Suleyman Hayati Dede

Mevlevi Sheikh of Konya (d. 1986)

 

Everything in us and around us is moving, spinning, evolving and re-volving.  From our molecular bits to the planet we stand on, all of it in is a whirling dance of motion with everything else.  The Sufi ceremony that invokes and evolves this interconnected revolution is called the Sema and it is, indeed, beautiful.  And Turning isn't nearly as easy as they make it look, especially with your arms up in two different directions and angles while you try to stay in one place on the floor.  Try it sometime.  Keep an eye on your left thumb--the one that's facing down.  It helps.

Embodied worship, like the Turning of a Darvish, is a challenge to the primacy of written texts.  Is there anything, anywhere, that I could read that would transport me in the same way as a Sema, with its Turning humans, its aching ney, its ecstasy of submission to and unity with the Divine?  Is there anything on a page that can show me the touch of God on a human heart as the expression on the face of a Turner can?  Is there a book that can give me the sounds of the robes and soft, leather slippers susurrating the rhythm of the Turn?  If there is, I haven't read it yet. 

 

A Darvish is a sacred text.  The music they move to is a sacred text.  The chanting of Allah, Allah, Allah while they stare at their thumbs so as not to topple is a sacred text.  Writing is good, but words on a page, unfiltered through the beating of a heart that yearns for what the text can merely describe, can only take you just so far. 

 

The Sema is highly ritualized.
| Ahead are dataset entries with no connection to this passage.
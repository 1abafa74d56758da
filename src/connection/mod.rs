//! Connection engine, lifecycle state machine, and composition helpers.
//!
//! The central type is [`Connection`]: it owns one non-blocking socket and
//! its receive/send buffers, registers readiness interest with an
//! [`EventLoop`](crate::event::EventLoop), drives an optional
//! [`ProtocolCodec`](crate::codec::ProtocolCodec) over the inbound stream,
//! and dispatches lifecycle callbacks to application code.
//!
//! ## Lifecycle
//!
//! 1. **Initial / Connecting** - outbound sockets before the transport is up
//! 2. **Established** - data flows; inbound connections start here
//! 3. **Closing** - graceful close requested, queued writes still draining
//! 4. **Closed** - terminal; socket released, handlers cleared
//!
//! ## Example
//!
//! ```rust,ignore
//! use wireloop::{Connection, ConnectionOptions, LineCodec};
//!
//! let conn = Connection::accepted(stream, Some(peer), options, &event_loop, &registry);
//! conn.borrow_mut().on_message(|conn, line| {
//!     let _ = conn.send(&line);
//!     Ok(())
//! });
//! ```

mod control;
mod engine;
mod handlers;
mod pipe;
mod state;

pub use control::FlowHandle;
pub use engine::{Connection, ConnectionOptions, SendOutcome};
pub use handlers::{HandlerError, HandlerResult};
pub use pipe::pipe;
pub use state::ConnectionState;

use std::net::SocketAddr;

use crate::event::ConnectionId;

/// Read-only connection context handed to codec callbacks.
#[derive(Debug, Clone, Copy, PartialEq, Eq)]
pub struct ConnectionInfo {
    /// The connection's identifier.
    pub id: ConnectionId,
    /// Peer address, when known.
    pub remote_addr: Option<SocketAddr>,
    /// Local address, when known.
    pub local_addr: Option<SocketAddr>,
}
Everything in it means something, and I can only point at the subtleties, not yet being learned enough to fully grok them.  Many of the ritual objects--the slippers, the robes, the felted wool hat--come from ancient Central Asian shamanism that predates Islam.  Sacred dancing to sacred music wasn't invented by the Sufis, but they certainly did a lot to evolve these shamanistic techniques and symbols to an elevated (and elevating) art form. 

 

Not all Sufis Turn.  The ones that do, including the Mevlevi order, are causing the mind to participate in the nature of the oneness of being, representing the individual's ascent through 'dying before you die' and working to tame the nafs, the bits of us that keep us away from the Beloved.  The tall, felted hat is a symbol of a gravestone for the nafs.  

 

The Sema has 7 parts.  I'll give you a rough sketch.

 

Part 1: Testifying to tawhid, Divine unity.  The Darvish enter, usually a round space, with a black cloak over the white robes.  This part begins with a hymn of praise to the prophets, which symbolizes love for Allah for the gifts of prophets. 

 

Part 2: Begins with a drum, symbolizing the Divine Voice saying, "Kum!" (Be!) which is Allah calling being into Being.

 

Part 3: A taksim with the ney, symbolizing the Divine Breath that is given to everything.

 

Part 4: The Darvish greet each other and the Shaykh, one soul to another in unity and recognition, moving in a walk that was created by Mevlevi's son, Sultan Veled.  There's special music for this.  At the end of the third repetition of Sultan Veled's Walk, they shed the black cloak and prepare to Turn. 

 

Part 5:  This is the actual Turning part; it has 4 sections, or Salaams.  Each Salaam (Peace) has its own music.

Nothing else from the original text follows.